WORK ITEM →
Only one stretch of the data is wanted: the line containing "pub struct RescuerRecord", the line containing "let entries = chain.enumerate_entries(&prefix).await?;", and every line between them, copied exactly.

PROVIDED INFORMATION →

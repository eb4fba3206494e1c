//! Other rescuers with an active attempt on the same lost account.
//!
//! Found by scanning `Recovery.ActiveRecoveries(lost, *)`. The chain handler
//! hands back structured keys, so the rescuer account is read straight off
//! [`StorageKey::ActiveRecovery`].

use rescue_core::effects::chain::decode_value;
use rescue_core::{
    AccountId, ActiveRecoveryAttempt, Balance, ChainError, ChainQueryEffects, RecoveryPair,
    StorageKey, StoragePrefix,
};
use serde::{Deserialize, Serialize};

/// A rescuer other than the current user.
#[derive(Debug, Clone, PartialEq, Eq, Serialize, Deserialize)]
pub struct RescuerRecord {
    /// Rescuer account
    pub account: AccountId,
    /// Their attempt, when the stored value could be decoded
    pub attempt: Option<ActiveRecoveryAttempt>,
}

impl RescuerRecord {
    /// Deposit the rescuer reserved, zero when unknown.
    pub fn deposit(&self) -> Balance {
        self.attempt.as_ref().map_or(0, |attempt| attempt.deposit)
    }
}

/// Enumerate active attempts on `pair.lost` by anyone but `pair.rescuer`.
///
/// Undecodable values keep their record with `attempt: None`; the rescuer
/// still has to be closed out even if its attempt cannot be read.
pub async fn query_other_rescuers<C>(
    chain: &C,
    pair: &RecoveryPair,
) -> Result<Option<Vec<RescuerRecord>>, ChainError>
where
    C: ChainQueryEffects + ?Sized,
{
    let prefix = StoragePrefix::ActiveRecoveries { lost: pair.lost };
    let entries = chain.enumerate_entries(&prefix).await?;

    let mut records: Vec<RescuerRecord> = entries
        .into_iter()
        .filter_map(|(key, value)| {
            let StorageKey::ActiveRecovery { lost, rescuer } = key else {
                tracing::debug!(%key, "ignoring unexpected key in active recovery scan");
                return None;
            };
            if lost != pair.lost || rescuer == pair.rescuer {
                return None;
            }
            let attempt = value.and_then(|value| {
                decode_value::<ActiveRecoveryAttempt>(key.item_name(), value)
                    .map_err(|err| {
                        tracing::error!(%key, error = %err, "undecodable active recovery");
                    })
                    .ok()
            });
            Some(RescuerRecord {
                account: rescuer,
                attempt,
            })
        })
        .collect();
    records.sort_by(|a, b| a.account.cmp(&b.account));

    // A scan always answers; "no other rescuers" is an empty list.
    Ok(Some(records))
}

/// Sum of the deposits of `records`, unknown deposits counted as zero.
pub fn total_deposits(records: &[RescuerRecord]) -> Balance {
    records
        .iter()
        .fold(0, |sum: Balance, record| sum.saturating_add(record.deposit()))
}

FINISHED TASK →
pub struct RescuerRecord {
    /// Rescuer account
    pub account: AccountId,
    /// Their attempt, when the stored value could be decoded
    pub attempt: Option<ActiveRecoveryAttempt>,
}

impl RescuerRecord {
    /// Deposit the rescuer reserved, zero when unknown.
    pub fn deposit(&self) -> Balance {
        self.attempt.as_ref().map_or(0, |attempt| attempt.deposit)
    }
}

/// Enumerate active attempts on `pair.lost` by anyone but `pair.rescuer`.
///
/// Undecodable values keep their record with `attempt: None`; the rescuer
/// still has to be closed out even if its attempt cannot be read.
pub async fn query_other_rescuers<C>(
    chain: &C,
    pair: &RecoveryPair,
) -> Result<Option<Vec<RescuerRecord>>, ChainError>
where
    C: ChainQueryEffects + ?Sized,
{
    let prefix = StoragePrefix::ActiveRecoveries { lost: pair.lost };
    let entries = chain.enumerate_entries(&prefix).await?;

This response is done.